Gain immediate insight
Most training concludes with a review of test scores after all is said and done. But with experiential training, you can see immediately where some employees are struggling and where they’re doing well. This first-hand knowledge allows you to not only adapt to and work with individual needs, but to also design future security awareness programs that are flexible with different types of people.

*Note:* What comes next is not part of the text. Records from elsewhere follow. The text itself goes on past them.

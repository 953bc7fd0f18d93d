use std::fmt::{self, Write};

use serde::{Deserialize, Serialize};

/// A typed attribute value.
///
/// Serialized externally tagged (`{"int": 4}`, `{"float": 1.5}`,
/// `{"text": "Bob"}`) so integers, floats, and numeric-looking text stay
/// distinct across a snapshot round-trip.
#[derive(Clone, Debug, PartialEq, Serialize, Deserialize)]
#[serde(rename_all = "lowercase")]
pub enum Value {
    Text(String),
    Int(i64),
    Float(f64),
}

impl From<&str> for Value {
    fn from(s: &str) -> Self {
        Self::Text(s.to_string())
    }
}

impl From<String> for Value {
    fn from(s: String) -> Self {
        Self::Text(s)
    }
}

impl From<i64> for Value {
    fn from(v: i64) -> Self {
        Self::Int(v)
    }
}

impl From<f64> for Value {
    fn from(v: f64) -> Self {
        Self::Float(v)
    }
}

/// Renders the value the way it appears in a record's string form: text is
/// single-quoted (`'Bob'`), numbers are bare. Floats always carry a decimal
/// point so `2.0` is distinguishable from `2`.
///
/// Text containing a single quote and no double quote switches to double
/// quotes (`"O'Hara"`), otherwise the active quote is backslash-escaped.
impl fmt::Display for Value {
    fn fmt(&self, f: &mut fmt::Formatter<'_>) -> fmt::Result {
        match self {
            Self::Text(s) => write_quoted(f, s),
            Self::Int(v) => write!(f, "{v}"),
            Self::Float(v) => write!(f, "{v:?}"),
        }
    }
}

fn write_quoted(f: &mut fmt::Formatter<'_>, text: &str) -> fmt::Result {
    let quote = if text.contains('\'') && !text.contains('"') { '"' } else { '\'' };
    f.write_char(quote)?;
    for c in text.chars() {
        match c {
            '\\' => f.write_str("\\\\")?,
            '\n' => f.write_str("\\n")?,
            '\r' => f.write_str("\\r")?,
            '\t' => f.write_str("\\t")?,
            c if c == quote => {
                f.write_char('\\')?;
                f.write_char(c)?;
            }
            c => f.write_char(c)?,
        }
    }
    f.write_char(quote)
}
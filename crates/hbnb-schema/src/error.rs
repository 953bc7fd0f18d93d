/// Errors from schema lookups and attribute coercion.
#[derive(Debug, Clone, PartialEq, Eq, thiserror::Error)]
pub enum SchemaError {
    /// Raw text could not be converted to the attribute's declared type.
    #[error("invalid value for {attribute}: '{value}' is not a valid {expected}")]
    InvalidValue {
        attribute: String,
        value: String,
        expected: &'static str,
    },
}

/// Result alias for schema operations.
pub type SchemaResult<T> = Result<T, SchemaError>;
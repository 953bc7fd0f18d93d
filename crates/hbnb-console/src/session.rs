//! Session setup and the read-eval-print loop.

use std::io::{self, BufRead, Write};

use hbnb_store::{FileStorage, RecordStore, StoreError};
use tracing::{info, warn};

use crate::config::{ConsoleConfig, CorruptSnapshotPolicy};
use crate::interpreter::{Interpreter, Reply};

/// Open the snapshot-backed store named by `config`, applying the
/// corrupt-snapshot policy.
pub fn open_storage(config: &ConsoleConfig) -> Result<FileStorage, StoreError> {
    let mut storage = FileStorage::new(&config.snapshot_path);
    match storage.reload() {
        Ok(()) => Ok(storage),
        Err(err @ StoreError::CorruptSnapshot { .. }) => match config.on_corrupt_snapshot {
            CorruptSnapshotPolicy::Abort => Err(err),
            CorruptSnapshotPolicy::StartEmpty => {
                warn!(error = %err, "starting with an empty store");
                storage.quarantine()?;
                Ok(storage)
            }
        },
        Err(err) => Err(err),
    }
}

/// Read commands from `input` until `quit` or end of input.
///
/// The prompt is written before every read. In interactive mode a newline
/// is written at end of input so the shell prompt starts on a fresh line.
/// Lines that are not valid UTF-8 are decoded lossily and interpreted like
/// any other line.
pub fn run<S, R, W>(
    interpreter: &mut Interpreter<S>,
    mut input: R,
    out: &mut W,
    prompt: &str,
    interactive: bool,
) -> io::Result<()>
where
    S: RecordStore,
    R: BufRead,
    W: Write,
{
    let mut buf = Vec::new();
    loop {
        write!(out, "{prompt}")?;
        out.flush()?;

        buf.clear();
        if input.read_until(b'\n', &mut buf)? == 0 {
            if interactive {
                writeln!(out)?;
            }
            break;
        }

        let line = String::from_utf8_lossy(&buf);
        match interpreter.execute(line.trim_end_matches(['\n', '\r'])) {
            Reply::Output(text) => writeln!(out, "{text}")?,
            Reply::Silent => {}
            Reply::Quit => break,
        }
    }
    info!(records = interpreter.store().len(), "session ended");
    Ok(())
}
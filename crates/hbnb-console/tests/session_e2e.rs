use std::fs;
use std::io::Cursor;
use std::path::Path;

use hbnb_console::{session, Interpreter, Reply};
use hbnb_store::{FileStorage, RecordStore};
use hbnb_types::Value;

fn open(path: &Path) -> Interpreter<FileStorage> {
    Interpreter::new(FileStorage::open(path).unwrap())
}

fn output(reply: Reply) -> String {
    match reply {
        Reply::Output(text) => text,
        other => panic!("expected output, got {other:?}"),
    }
}

#[test]
fn user_lifecycle_scenario() {
    let dir = tempfile::tempdir().unwrap();
    let mut console = open(&dir.path().join("file.json"));

    let id = output(console.execute("create User"));
    let shown = output(console.execute(&format!("show User {id}")));
    assert!(shown.starts_with(&format!("[User] ({id})")), "{shown}");

    assert_eq!(console.execute(&format!(r#"update User {id} name "Bob""#)), Reply::Silent);
    let shown = output(console.execute(&format!("show User {id}")));
    assert!(shown.contains("name='Bob'"), "{shown}");

    assert_eq!(console.execute(&format!("destroy User {id}")), Reply::Silent);
    assert_eq!(
        output(console.execute(&format!("show User {id}"))),
        "** no instance found **"
    );
}

#[test]
fn mutations_survive_restart() {
    let dir = tempfile::tempdir().unwrap();
    let path = dir.path().join("file.json");

    let mut first = open(&path);
    let place = output(first.execute("create Place"));
    let user = output(first.execute("create User"));
    first.execute(&format!(r#"Place.update("{place}", {{"max_guest": 4, "latitude": 48.85, "name": "Loft"}})"#));
    first.execute(&format!("destroy User {user}"));
    let before = first.store().all().clone();
    drop(first);

    let mut second = open(&path);
    assert_eq!(second.store().all(), &before);
    let record = second.store().get(&format!("Place.{place}")).unwrap();
    assert_eq!(record.get("max_guest"), Some(&Value::Int(4)));
    assert_eq!(record.get("latitude"), Some(&Value::Float(48.85)));
    assert_eq!(record.get("name"), Some(&Value::from("Loft")));
    assert_eq!(output(second.execute("count User")), "0");
    assert_eq!(output(second.execute("count Place")), "1");
}

#[test]
fn read_only_commands_do_not_write() {
    let dir = tempfile::tempdir().unwrap();
    let path = dir.path().join("file.json");
    let mut console = open(&path);
    for line in ["all", "count User", "show User x", "help", "create Nope"] {
        console.execute(line);
    }
    assert!(!path.exists());
}

#[test]
fn failed_save_rolls_back() {
    let dir = tempfile::tempdir().unwrap();
    let blocker = dir.path().join("blocker");
    fs::write(&blocker, b"").unwrap();
    let mut console = Interpreter::new(FileStorage::new(blocker.join("file.json")));

    let reply = output(console.execute("create User"));
    assert!(reply.starts_with("** storage error:"), "{reply}");
    assert!(console.store().is_empty());
}

#[test]
fn failed_save_restores_updated_record() {
    let dir = tempfile::tempdir().unwrap();
    let path = dir.path().join("data").join("file.json");
    let mut console = open(&path);
    let id = output(console.execute("create City"));
    console.execute(&format!("update City {id} name Paris"));

    // Replace the data directory with a file so the next save fails.
    fs::remove_dir_all(dir.path().join("data")).unwrap();
    fs::write(dir.path().join("data"), b"").unwrap();

    let reply = output(console.execute(&format!("update City {id} name Lyon")));
    assert!(reply.starts_with("** storage error:"), "{reply}");
    let record = console.store().get(&format!("City.{id}")).unwrap();
    assert_eq!(record.get("name"), Some(&Value::from("Paris")));

    let reply = output(console.execute(&format!("destroy City {id}")));
    assert!(reply.starts_with("** storage error:"), "{reply}");
    assert!(console.store().get(&format!("City.{id}")).is_some());
}

#[test]
fn piped_session_transcript() {
    let dir = tempfile::tempdir().unwrap();
    let mut console = open(&dir.path().join("file.json"));
    let input = "create State\n\nState.count()\nall Nope\nquit\ncreate State\n";
    let mut out = Vec::new();
    session::run(&mut console, Cursor::new(input), &mut out, "(hbnb) ", false).unwrap();

    let text = String::from_utf8(out).unwrap();
    let lines: Vec<&str> = text.split("(hbnb) ").filter(|s| !s.is_empty()).collect();
    assert_eq!(lines.len(), 3, "{text}");
    assert_eq!(lines[0].trim().len(), 36);
    assert_eq!(lines[1], "1\n");
    assert_eq!(lines[2], "** class doesn't exist **\n");
    assert_eq!(console.store().len(), 1);
}

#[test]
fn call_style_and_canonical_agree_on_errors() {
    let dir = tempfile::tempdir().unwrap();
    let mut console = open(&dir.path().join("file.json"));
    let pairs = [
        ("show Nope 1", r#"Nope.show("1")"#),
        ("show User", "User.show()"),
        ("show User 1", r#"User.show("1")"#),
        ("destroy User 1", "User.destroy('1')"),
        ("count Nope", "Nope.count()"),
    ];
    for (canonical, call) in pairs {
        assert_eq!(console.execute(canonical), console.execute(call), "{call}");
    }
}
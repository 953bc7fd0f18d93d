use std::fmt;

use chrono::{DateTime, SecondsFormat, Utc};
use serde::{Deserialize, Serialize};

/// UTC instant used for record creation and update times.
///
/// Serialized as RFC 3339 with full sub-second precision so snapshot
/// round-trips preserve the exact value.
#[derive(Clone, Copy, PartialEq, Eq, Hash, PartialOrd, Ord, Serialize, Deserialize)]
#[serde(transparent)]
pub struct Timestamp(DateTime<Utc>);

impl Timestamp {
    /// The current wall-clock time.
    pub fn now() -> Self {
        Self(Utc::now())
    }

    pub fn from_datetime(dt: DateTime<Utc>) -> Self {
        Self(dt)
    }

    /// RFC 3339 text with microsecond precision, e.g. `2026-10-16T09:00:00.000000Z`.
    pub fn to_rfc3339(&self) -> String {
        self.0.to_rfc3339_opts(SecondsFormat::Micros, true)
    }
}

impl fmt::Debug for Timestamp {
    fn fmt(&self, f: &mut fmt::Formatter<'_>) -> fmt::Result {
        write!(f, "Timestamp({})", self.to_rfc3339())
    }
}

impl fmt::Display for Timestamp {
    fn fmt(&self, f: &mut fmt::Formatter<'_>) -> fmt::Result {
        f.write_str(&self.to_rfc3339())
    }
}
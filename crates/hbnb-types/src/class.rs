use std::fmt;
use std::str::FromStr;

use serde::{Deserialize, Serialize};

use crate::error::TypeError;

/// The closed set of record classes the console can create and look up.
///
/// Class names arriving from user input are matched exactly (case-sensitive)
/// against this set. Nothing else resolves to a class.
#[derive(Clone, Copy, Debug, PartialEq, Eq, Hash, PartialOrd, Ord, Serialize, Deserialize)]
pub enum ClassName {
    BaseModel,
    User,
    State,
    City,
    Place,
    Amenity,
    Review,
}

impl ClassName {
    /// Every known class, in declaration order.
    pub const ALL: [ClassName; 7] = [
        ClassName::BaseModel,
        ClassName::User,
        ClassName::State,
        ClassName::City,
        ClassName::Place,
        ClassName::Amenity,
        ClassName::Review,
    ];

    /// The textual class name as typed by users and stored in keys.
    pub const fn as_str(&self) -> &'static str {
        match self {
            Self::BaseModel => "BaseModel",
            Self::User => "User",
            Self::State => "State",
            Self::City => "City",
            Self::Place => "Place",
            Self::Amenity => "Amenity",
            Self::Review => "Review",
        }
    }

    /// Look up a class by its exact name.
    pub fn lookup(name: &str) -> Option<Self> {
        Self::ALL.into_iter().find(|c| c.as_str() == name)
    }
}

impl FromStr for ClassName {
    type Err = TypeError;

    fn from_str(s: &str) -> Result<Self, Self::Err> {
        Self::lookup(s).ok_or_else(|| TypeError::UnknownClass(s.to_string()))
    }
}

impl fmt::Display for ClassName {
    fn fmt(&self, f: &mut fmt::Formatter<'_>) -> fmt::Result {
        f.write_str(self.as_str())
    }
}
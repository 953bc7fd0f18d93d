//! Command dispatch and handlers.
//!
//! Each line goes through normalize → tokenize → dispatch → report. Handlers
//! check their arguments in a fixed order and either apply the whole command
//! (including persistence) or leave the store exactly as it was.

use hbnb_schema::SchemaRegistry;
use hbnb_store::RecordStore;
use hbnb_types::{composite_key, ClassName, Record, Value};
use tracing::{debug, warn};

use crate::error::{CommandError, CommandResult};
use crate::help;
use crate::mapping::parse_mapping;
use crate::normalize::normalize;
use crate::tokenize::{split_args, split_verb};

/// What the session should do after a line.
#[derive(Debug, Clone, PartialEq, Eq)]
pub enum Reply {
    /// Print this text and keep reading.
    Output(String),
    /// Nothing to print; keep reading.
    Silent,
    /// End the session.
    Quit,
}

/// Line-oriented command interpreter over a record store.
pub struct Interpreter<S: RecordStore> {
    store: S,
    registry: SchemaRegistry,
}

impl<S: RecordStore> Interpreter<S> {
    pub fn new(store: S) -> Self {
        Self {
            store,
            registry: SchemaRegistry::new(),
        }
    }

    pub fn store(&self) -> &S {
        &self.store
    }

    pub fn into_store(self) -> S {
        self.store
    }

    /// Run one input line.
    pub fn execute(&mut self, line: &str) -> Reply {
        let line = normalize(line);
        let (verb, rest) = split_verb(&line);
        if verb.is_empty() {
            return Reply::Silent;
        }
        let args = split_args(rest);
        debug!(verb, ?args, "dispatching command");

        let result = match verb {
            "quit" | "EOF" => return Reply::Quit,
            "help" | "?" => return Reply::Output(help::render(args.first().map(String::as_str))),
            "create" => self.do_create(&args),
            "show" => self.do_show(&args),
            "destroy" => self.do_destroy(&args),
            "all" => self.do_all(&args),
            "update" => self.do_update(&args),
            "count" => self.do_count(&args),
            _ => return Reply::Output(format!("*** Unknown syntax: {}", line.trim())),
        };

        match result {
            Ok(Some(text)) => Reply::Output(text),
            Ok(None) => Reply::Silent,
            Err(err) => {
                debug!(verb, error = ?err, "command rejected");
                Reply::Output(err.to_string())
            }
        }
    }

    // -------------------------------------------------------------------
    // Handlers
    // -------------------------------------------------------------------

    fn do_create(&mut self, args: &[String]) -> CommandResult<Option<String>> {
        let class = self.require_class(args)?;
        let record = Record::new(class);
        let id = record.id().to_string();
        let key = record.key();
        self.store.insert(record);
        self.persist(|store| {
            store.remove(&key);
        })?;
        Ok(Some(id))
    }

    fn do_show(&mut self, args: &[String]) -> CommandResult<Option<String>> {
        let key = self.require_instance(args)?;
        let record = self.store.get(&key).ok_or(CommandError::UnknownInstance)?;
        Ok(Some(record.to_string()))
    }

    fn do_destroy(&mut self, args: &[String]) -> CommandResult<Option<String>> {
        let key = self.require_instance(args)?;
        let removed = self.store.remove(&key).ok_or(CommandError::UnknownInstance)?;
        self.persist(move |store| {
            store.insert(removed);
        })?;
        Ok(None)
    }

    fn do_all(&mut self, args: &[String]) -> CommandResult<Option<String>> {
        let filter = match args.first() {
            None => None,
            Some(name) => Some(self.registry.resolve(name).ok_or(CommandError::UnknownClass)?),
        };
        let items: Vec<String> = self
            .store
            .records_of(filter)
            .into_iter()
            .map(Record::to_string)
            .collect();
        Ok(Some(format!("[{}]", items.join(", "))))
    }

    fn do_count(&mut self, args: &[String]) -> CommandResult<Option<String>> {
        let class = args
            .first()
            .and_then(|name| self.registry.resolve(name))
            .ok_or(CommandError::UnknownClass)?;
        Ok(Some(self.store.count_class(class).to_string()))
    }

    fn do_update(&mut self, args: &[String]) -> CommandResult<Option<String>> {
        let key = self.require_instance(args)?;
        if !self.store.all().contains_key(&key) {
            return Err(CommandError::UnknownInstance);
        }
        let attribute = args.get(2).ok_or(CommandError::MissingAttributeName)?;

        let raw_pairs = if attribute.starts_with('{') {
            let pairs = parse_mapping(attribute)?;
            if pairs.is_empty() {
                return Err(CommandError::MissingAttributeName);
            }
            pairs
        } else {
            let value = args.get(3).ok_or(CommandError::MissingValue)?;
            vec![(attribute.clone(), value.clone())]
        };

        // Validate and coerce everything before touching the record.
        let mut updates: Vec<(String, Value)> = Vec::with_capacity(raw_pairs.len());
        for (name, raw) in raw_pairs {
            if Record::is_reserved(&name) {
                return Err(CommandError::ReadOnlyAttribute(name));
            }
            let value = self.registry.coerce(&name, &raw)?;
            updates.push((name, value));
        }

        let record = self.store.get_mut(&key).ok_or(CommandError::UnknownInstance)?;
        let before = record.clone();
        for (name, value) in updates {
            record.set(name, value);
        }
        record.touch();

        self.persist(move |store| {
            store.insert(before);
        })?;
        Ok(None)
    }

    // -------------------------------------------------------------------
    // Argument checks
    // -------------------------------------------------------------------

    /// First argument as a known class.
    fn require_class(&self, args: &[String]) -> CommandResult<ClassName> {
        let name = args.first().ok_or(CommandError::MissingClassName)?;
        self.registry.resolve(name).ok_or(CommandError::UnknownClass)
    }

    /// First two arguments as the composite key of a (possibly absent) record.
    fn require_instance(&self, args: &[String]) -> CommandResult<String> {
        let class = self.require_class(args)?;
        let id = args.get(1).ok_or(CommandError::MissingId)?;
        Ok(composite_key(class, id))
    }

    /// Save the store, undoing the in-memory change if the save fails.
    fn persist(&mut self, undo: impl FnOnce(&mut S)) -> CommandResult<()> {
        if let Err(err) = self.store.save() {
            warn!(error = %err, "save failed, reverting command");
            undo(&mut self.store);
            return Err(err.into());
        }
        Ok(())
    }
}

Provide a safe learning environment
A key principle of experiential learning is that employees know they are participating in simulated cybersecurity threats. While learning about real-life scenarios, they are in no way at risk of actually jeopardizing your organization’s actual security. For that reason, employees feel less pressure to always get it right. There is room for mistakes, and as we all know, mistakes help people grow. And because most experiential training exercises involve teamwork, employees learn together and can help each other without judgement. This comradery built on shared training exercises can subsequently help build support for maintaining cybersecurity standards within individual departments.
So, consider switching up your training methods to some more experiential ones. Try some of the games I mentioned in my linked post above. Or consider this cool-looking online Cybersecurity Escape Room. But at the very least, think about moving away from traditional, boring cybersecurity awareness training to something more entertaining and interactive. You’ll thank me later.